-- Opening Marker --
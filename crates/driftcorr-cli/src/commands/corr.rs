use std::path::PathBuf;

use anyhow::{Context, Result};
use clap::Args;
use driftcorr_core::align::{refine_peak, search};
use driftcorr_core::io::{load_image, save_correlation_map};
use driftcorr_core::pipeline::RegistrationConfig;
use tracing::warn;

use super::parse_kernels;

#[derive(Args)]
pub struct CorrArgs {
    /// Reference image A
    #[arg(short = 'a', long = "image-a")]
    pub a: PathBuf,

    /// Moving image B
    #[arg(short = 'b', long = "image-b")]
    pub b: PathBuf,

    /// Maximum offset searched, in pixels
    #[arg(long, default_value = "10")]
    pub bound: usize,

    /// Reconstruction kernel and its derivative; `box box` skips refinement
    #[arg(
        short,
        long,
        num_args = 2,
        value_names = ["KERNEL", "DERIVATIVE"],
        default_values = ["box", "box"]
    )]
    pub kernel: Vec<String>,

    /// Relative gain at which refinement stops
    #[arg(short, long, default_value = "1e-4")]
    pub epsilon: f64,

    /// Refinement iteration limit
    #[arg(long, default_value = "100")]
    pub max_iters: usize,

    /// Save the correlation map as a 16-bit TIFF
    #[arg(long)]
    pub map: Option<PathBuf>,
}

/// Print `dx dy`: the shift such that `B(x, y) ≈ A(x + dx, y + dy)`.
pub fn run(args: &CorrArgs) -> Result<()> {
    let kernels = parse_kernels(&args.kernel)?;
    let config = RegistrationConfig {
        offset_bound: args.bound,
        kernel: kernels.kernel,
        derivative: kernels.derivative,
        epsilon: args.epsilon,
        max_iters: args.max_iters,
    };
    let params = config.refine_params()?;

    let a = load_image(&args.a).with_context(|| format!("Failed to load {}", args.a.display()))?;
    let b = load_image(&args.b).with_context(|| format!("Failed to load {}", args.b.display()))?;

    let found = search(&a, &b, config.offset_bound)?;
    if let Some(ref path) = args.map {
        save_correlation_map(&found.map, path)
            .with_context(|| format!("Failed to save map to {}", path.display()))?;
    }
    if found.on_boundary() {
        warn!(
            ox = found.best.ox,
            oy = found.best.oy,
            "Maximum on the search boundary; the bound may be too small"
        );
    }

    let refined = refine_peak(&found.map, &found.best, &params)?;
    println!("{} {}", refined.offset.dx, refined.offset.dy);
    Ok(())
}
mod commands;
mod summary;

use anyhow::Result;
use clap::{Parser, Subcommand};
use tracing_subscriber::EnvFilter;

#[derive(Parser)]
#[command(name = "driftcorr", about = "Drift correction for volumetric time series")]
#[command(version)]
struct Cli {
    /// Enable verbose output
    #[arg(short, long, global = true)]
    verbose: bool,

    #[command(subcommand)]
    command: Commands,
}

#[derive(Subcommand)]
enum Commands {
    /// Register two images and print the shift of B relative to A
    Corr(commands::corr::CorrArgs),
    /// Compute the 3D shift of one frame relative to the previous one
    Find(commands::find::FindArgs),
    /// Compute the shifts of every frame of a sequence
    Register(commands::register::RegisterArgs),
    /// Integrate and smooth shifts and rewrite the volume headers
    Apply(commands::apply::ApplyArgs),
    /// Print or save the default configuration as TOML
    Config(commands::config::ConfigArgs),
}

fn main() -> Result<()> {
    let cli = Cli::parse();

    let filter = if cli.verbose {
        EnvFilter::new("debug")
    } else {
        EnvFilter::new("warn")
    };
    tracing_subscriber::fmt().with_env_filter(filter).init();

    match &cli.command {
        Commands::Corr(args) => commands::corr::run(args),
        Commands::Find(args) => commands::find::run(args),
        Commands::Register(args) => commands::register::run(args),
        Commands::Apply(args) => commands::apply::run(args),
        Commands::Config(args) => commands::config::run(args),
    }
}
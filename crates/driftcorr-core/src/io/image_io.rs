use std::path::Path;

use image::{DynamicImage, Luma};
use ndarray::Array2;
use tracing::debug;

use crate::align::CorrelationMap;
use crate::error::{DriftError, Result};
use crate::filters::gaussian_blur::gaussian_blur_array;
use crate::frame::{ImageBuffer, Projection, ProjectionSet};

use super::layout::projection_path;

/// Load a single-channel 8- or 16-bit image. Anything else is rejected.
pub fn load_image(path: &Path) -> Result<ImageBuffer> {
    let img = image::open(path)?;
    let (w, h) = (img.width() as usize, img.height() as usize);
    match img {
        DynamicImage::ImageLuma8(buf) => ImageBuffer::from_u8(w, h, buf.into_raw()),
        DynamicImage::ImageLuma16(buf) => ImageBuffer::from_u16(w, h, buf.into_raw()),
        other => Err(DriftError::InvalidInput(format!(
            "{}: expected a single-channel integer image, got {:?}",
            path.display(),
            other.color()
        ))),
    }
}

/// Load the XY, XZ and YZ projections of `frame` from `dir`.
pub fn load_projection_set(dir: &Path, frame: usize) -> Result<ProjectionSet> {
    let [xy, xz, yz] = Projection::ALL.map(|p| load_image(&projection_path(dir, frame, p)));
    let set = ProjectionSet {
        xy: xy?,
        xz: xz?,
        yz: yz?,
    };
    debug!(frame, dir = %dir.display(), "Projections loaded");
    Ok(set)
}

/// Save a 16-bit single-channel image as PNG or TIFF, by file extension.
pub fn save_u16(data: &Array2<u16>, path: &Path) -> Result<()> {
    let (h, w) = data.dim();
    let pixels: Vec<u16> = data.iter().copied().collect();
    let img = image::ImageBuffer::<Luma<u16>, Vec<u16>>::from_raw(w as u32, h as u32, pixels)
        .ok_or(DriftError::InvalidDimensions {
            width: w,
            height: h,
        })?;
    img.save(path)?;
    Ok(())
}

/// Save a correlation map as a 16-bit TIFF, min/max normalised. Cells
/// without a score are written as 0.
pub fn save_correlation_map(map: &CorrelationMap, path: &Path) -> Result<()> {
    let scores = map.scores();
    let quantized = quantize_u16(&scores.mapv(|v| v as f32));
    save_u16(&quantized, path)?;
    debug!(path = %path.display(), size = map.size(), "Correlation map saved");
    Ok(())
}

/// Blur a projection and requantize it to the full 16-bit range, ready for
/// [`search`](crate::align::search).
pub fn prepare_correlation_image(projection: &Array2<f32>, sigma: f32) -> Result<ImageBuffer> {
    let (h, w) = projection.dim();
    if h == 0 || w == 0 {
        return Err(DriftError::InvalidDimensions {
            width: w,
            height: h,
        });
    }
    if !(sigma >= 0.0) {
        return Err(DriftError::InvalidInput(format!(
            "blur sigma must be non-negative, got {}",
            sigma
        )));
    }
    let blurred = if sigma > 0.0 {
        gaussian_blur_array(projection, sigma)
    } else {
        projection.clone()
    };
    Ok(ImageBuffer::from(quantize_u16(&blurred)))
}

/// Linear map of the finite range onto `0..=65535`. Non-finite samples and
/// constant images map to 0.
fn quantize_u16(data: &Array2<f32>) -> Array2<u16> {
    let (lo, hi) = data
        .iter()
        .filter(|v| v.is_finite())
        .fold((f32::INFINITY, f32::NEG_INFINITY), |(lo, hi), &v| {
            (lo.min(v), hi.max(v))
        });
    let range = hi - lo;
    if !(range > 0.0) {
        return Array2::zeros(data.dim());
    }
    data.mapv(|v| {
        if v.is_finite() {
            ((v - lo) / range * 65535.0).round().clamp(0.0, 65535.0) as u16
        } else {
            0
        }
    })
}

#[cfg(test)]
mod tests {
    use super::*;
    use ndarray::array;

    #[test]
    fn quantize_spans_full_range() {
        let q = quantize_u16(&array![[1.0, 2.0], [3.0, f32::NAN]]);
        assert_eq!(q, array![[0, 32768], [65535, 0]]);
    }

    #[test]
    fn constant_image_quantizes_to_zero() {
        let q = quantize_u16(&Array2::from_elem((3, 3), 7.0));
        assert!(q.iter().all(|&v| v == 0));
    }

    #[test]
    fn prepared_image_is_u16() {
        let data = Array2::from_shape_fn((16, 16), |(r, c)| (r * c) as f32);
        let img = prepare_correlation_image(&data, 1.0).unwrap();
        assert!(img.is_integer());
        assert_eq!(img.dim(), (16, 16));
    }
}
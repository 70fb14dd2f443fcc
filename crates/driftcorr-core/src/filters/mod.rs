pub mod gaussian_blur;
pub mod median;
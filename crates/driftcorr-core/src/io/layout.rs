//! File naming of a dataset directory.
//!
//! A dataset root holds `reg/` (projections and shift records) and `nhdr/`
//! (per-frame volume headers). Every per-frame file starts with the frame
//! index zero-padded to three digits.

use std::path::{Path, PathBuf};

use crate::consts::{CORRECTED_HEADER_SUFFIX, FRAME_INDEX_DIGITS, SHIFT_RECORD_SUFFIX};
use crate::frame::Projection;

pub const REGISTRATION_DIR: &str = "reg";
pub const HEADER_DIR: &str = "nhdr";
pub const OFFSETS_FILE: &str = "offsets.txt";
pub const SMOOTHED_OFFSETS_FILE: &str = "offsets-smooth.txt";

/// `7` -> `"007"`. Wider indices are written in full.
pub fn zero_pad(frame: usize) -> String {
    format!("{:0width$}", frame, width = FRAME_INDEX_DIGITS)
}

pub fn projection_path(dir: &Path, frame: usize, projection: Projection) -> PathBuf {
    dir.join(format!("{}-{}.png", zero_pad(frame), projection))
}

pub fn shift_record_path(dir: &Path, frame: usize) -> PathBuf {
    dir.join(format!("{}{}", zero_pad(frame), SHIFT_RECORD_SUFFIX))
}

pub fn header_path(dir: &Path, frame: usize) -> PathBuf {
    dir.join(format!("{}.nhdr", zero_pad(frame)))
}

pub fn corrected_header_path(dir: &Path, frame: usize) -> PathBuf {
    dir.join(format!("{}{}", zero_pad(frame), CORRECTED_HEADER_SUFFIX))
}
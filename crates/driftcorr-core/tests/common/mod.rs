use driftcorr_core::frame::{ImageBuffer, Offset3D, ProjectionSet};
use ndarray::Array2;
use rand::rngs::StdRng;
use rand::{Rng, SeedableRng};

/// Isotropic Gaussian blob in volume coordinates.
#[derive(Clone, Copy, Debug)]
pub struct Blob {
    pub x: f64,
    pub y: f64,
    pub z: f64,
    pub amplitude: f64,
    pub sigma: f64,
}

/// Random blobs scattered over (and slightly beyond) a `size`³ volume.
pub fn random_blobs(size: usize, count: usize, seed: u64) -> Vec<Blob> {
    let mut rng = StdRng::seed_from_u64(seed);
    let hi = size as f64 + 5.0;
    (0..count)
        .map(|_| Blob {
            x: rng.random_range(-5.0..hi),
            y: rng.random_range(-5.0..hi),
            z: rng.random_range(-5.0..hi),
            amplitude: rng.random_range(1500.0..4000.0),
            sigma: rng.random_range(2.5..6.0),
        })
        .collect()
}

/// Standard normal sample via Box-Muller.
pub fn gauss(rng: &mut StdRng) -> f64 {
    let u1: f64 = rng.random_range(f64::EPSILON..1.0);
    let u2: f64 = rng.random();
    (-2.0 * u1.ln()).sqrt() * (2.0 * std::f64::consts::PI * u2).cos()
}

/// Render `f(col + shift.0, row + shift.1) + noise` as a 16-bit image, where
/// `f` sums the 2D footprints of `blobs` over the axes picked by `coords`.
pub fn render<F>(
    width: usize,
    height: usize,
    blobs: &[Blob],
    coords: F,
    shift: (f64, f64),
    noise: f64,
    rng: &mut StdRng,
) -> ImageBuffer
where
    F: Fn(&Blob) -> (f64, f64),
{
    let data = Array2::from_shape_fn((height, width), |(row, col)| {
        let x = col as f64 + shift.0;
        let y = row as f64 + shift.1;
        let v: f64 = blobs
            .iter()
            .map(|b| {
                let (bx, by) = coords(b);
                let d2 = (x - bx).powi(2) + (y - by).powi(2);
                b.amplitude * (-d2 / (2.0 * b.sigma * b.sigma)).exp()
            })
            .sum();
        let n = if noise > 0.0 { noise * gauss(rng) } else { 0.0 };
        (100.0 + v + n).round().clamp(0.0, 65535.0) as u16
    });
    ImageBuffer::from(data)
}

/// Image pair with `B(x, y) = A(x + shift.0, y + shift.1)` plus independent noise.
pub fn shifted_pair(
    size: usize,
    shift: (f64, f64),
    noise: f64,
    seed: u64,
) -> (ImageBuffer, ImageBuffer) {
    let blobs = random_blobs(size, 14, seed);
    let mut rng = StdRng::seed_from_u64(seed + 1);
    let xy = |b: &Blob| (b.x, b.y);
    let a = render(size, size, &blobs, xy, (0.0, 0.0), noise, &mut rng);
    let b = render(size, size, &blobs, xy, shift, noise, &mut rng);
    (a, b)
}

/// Projections of a blob volume whose content at frame `i` is the frame-0
/// content sampled at `p + drift[i]`.
pub fn drifting_sequence(size: usize, drift: &[Offset3D], seed: u64) -> Vec<ProjectionSet> {
    let blobs = random_blobs(size, 24, seed);
    let mut rng = StdRng::seed_from_u64(seed + 1);
    drift
        .iter()
        .map(|d| ProjectionSet {
            xy: render(size, size, &blobs, |b| (b.x, b.y), (d.dx, d.dy), 2.0, &mut rng),
            xz: render(size, size, &blobs, |b| (b.x, b.z), (d.dx, d.dz), 2.0, &mut rng),
            yz: render(size, size, &blobs, |b| (b.y, b.z), (d.dy, d.dz), 2.0, &mut rng),
        })
        .collect()
}
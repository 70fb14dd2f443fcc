use std::sync::atomic::{AtomicUsize, Ordering};

use anyhow::Result;
use driftcorr_core::pipeline::{PipelineStage, ProgressReporter};
use indicatif::{ProgressBar, ProgressStyle};

/// Drives one progress bar across pipeline stages.
pub struct BarReporter {
    pb: ProgressBar,
    /// Highest item count seen in the current stage.
    done: AtomicUsize,
}

impl BarReporter {
    pub fn new() -> Result<Self> {
        let pb = ProgressBar::new(0);
        pb.set_style(
            ProgressStyle::default_bar()
                .template("{msg:24} [{bar:40}] {pos}/{len}")?
                .progress_chars("=> "),
        );
        Ok(Self {
            pb,
            done: AtomicUsize::new(0),
        })
    }

    pub fn finish(&self) {
        self.pb.finish_and_clear();
    }
}

impl ProgressReporter for BarReporter {
    fn begin_stage(&self, stage: PipelineStage, total_items: Option<usize>) {
        self.done.store(0, Ordering::Relaxed);
        self.pb.set_message(stage.to_string());
        self.pb.set_length(total_items.unwrap_or(1) as u64);
        self.pb.set_position(0);
    }

    // Counts may arrive out of order from worker threads; only the gain over
    // the highest count so far moves the bar.
    fn advance(&self, items_done: usize) {
        let prev = self.done.fetch_max(items_done, Ordering::Relaxed);
        if items_done > prev {
            self.pb.inc((items_done - prev) as u64);
        }
    }

    fn finish_stage(&self) {
        if let Some(len) = self.pb.length() {
            self.pb.set_position(len);
        }
    }
}
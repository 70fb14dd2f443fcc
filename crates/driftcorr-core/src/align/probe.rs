//! Convolution-based reconstruction of value and gradient at a real-valued
//! position inside a sampled scalar field of any dimension.
//!
//! Positions and gradients are in index space, in the array's axis order
//! (`[row, col]` for a 2D field). Mapping to world space is up to the caller.

use ndarray::{ArrayView, Dimension, IntoDimension, Slice};

use crate::error::{DriftError, Result};
use crate::kernel::KernelPair;

#[derive(Clone, Debug, PartialEq)]
pub struct ProbeResult {
    pub value: f64,
    pub gradient: Vec<f64>,
    /// Some sample needed by the kernel lies outside the field; `value` and
    /// `gradient` are NaN.
    pub out_of_domain: bool,
}

impl ProbeResult {
    fn outside(ndim: usize) -> Self {
        Self {
            value: f64::NAN,
            gradient: vec![f64::NAN; ndim],
            out_of_domain: true,
        }
    }
}

/// Separable kernel probe with its own weight scratch.
///
/// One probe is owned by one refinement; nothing is shared between threads.
#[derive(Clone, Debug)]
pub struct KernelProbe {
    kernels: KernelPair,
    ndim: usize,
    lo: i64,
    hi: i64,
    weights: Vec<f64>,
    dweights: Vec<f64>,
    base: Vec<i64>,
}

impl KernelProbe {
    pub fn new(kernels: KernelPair, ndim: usize) -> Self {
        let support = kernels.support() as i64;
        let (lo, hi) = if support % 2 == 0 {
            (1 - support / 2, support / 2)
        } else {
            ((1 - support) / 2, (support - 1) / 2)
        };
        let taps = (hi - lo + 1) as usize;
        Self {
            kernels,
            ndim,
            lo,
            hi,
            weights: vec![0.0; ndim * taps],
            dweights: vec![0.0; ndim * taps],
            base: vec![0; ndim],
        }
    }

    /// Offsets, relative to the base sample, touched by the kernel.
    pub fn window(&self) -> (i64, i64) {
        (self.lo, self.hi)
    }

    fn taps(&self) -> usize {
        (self.hi - self.lo + 1) as usize
    }

    /// Reconstruct the field and its gradient at `pos`.
    pub fn probe<D: Dimension>(
        &mut self,
        field: ArrayView<'_, f64, D>,
        pos: &[f64],
    ) -> Result<ProbeResult> {
        if field.ndim() != self.ndim || pos.len() != self.ndim {
            return Err(DriftError::InvalidInput(format!(
                "probe built for {} axes, got {}-D field and {}-D position",
                self.ndim,
                field.ndim(),
                pos.len()
            )));
        }

        let even = self.kernels.support() % 2 == 0;
        let taps = self.taps();
        let shape = field.shape().to_vec();

        let mut inside = true;
        for (ax, &p) in pos.iter().enumerate() {
            if !p.is_finite() {
                inside = false;
                break;
            }
            let n = if even { p.floor() } else { (p + 0.5).floor() };
            let a = p - n;
            let n = n as i64;
            if n + self.lo < 0 || n + self.hi > shape[ax] as i64 - 1 {
                inside = false;
            }
            self.base[ax] = n;
            for (t, i) in (self.lo..=self.hi).enumerate() {
                self.weights[ax * taps + t] = self.kernels.kernel.eval(a - i as f64);
                self.dweights[ax * taps + t] = self.kernels.derivative.eval(a - i as f64);
            }
        }
        if !inside {
            return Ok(ProbeResult::outside(self.ndim));
        }

        let (lo, hi) = (self.lo, self.hi);
        let base = &self.base;
        let window = field.slice_each_axis(|desc| {
            let n = base[desc.axis.index()];
            Slice::new((n + lo) as isize, Some((n + hi + 1) as isize), 1)
        });

        let mut value = 0.0;
        let mut gradient = vec![0.0; self.ndim];
        for (idx, &v) in window.indexed_iter() {
            let ix = idx.into_dimension();
            let ix = ix.slice();

            let mut w = 1.0;
            for (ax, &t) in ix.iter().enumerate() {
                w *= self.weights[ax * taps + t];
            }
            value += v * w;

            for (g, grad) in gradient.iter_mut().enumerate() {
                let mut wg = 1.0;
                for (ax, &t) in ix.iter().enumerate() {
                    wg *= if ax == g {
                        self.dweights[ax * taps + t]
                    } else {
                        self.weights[ax * taps + t]
                    };
                }
                *grad += v * wg;
            }
        }

        Ok(ProbeResult {
            value,
            gradient,
            out_of_domain: false,
        })
    }
}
-- Closing Marker --
EXERCISE REQUIREMENTS
Go through the listing above. Show each line where the word "true" is found.

ANSWER BOX
    #[arg(short, long, global = true)]
            out_of_domain: true,
        let mut inside = true;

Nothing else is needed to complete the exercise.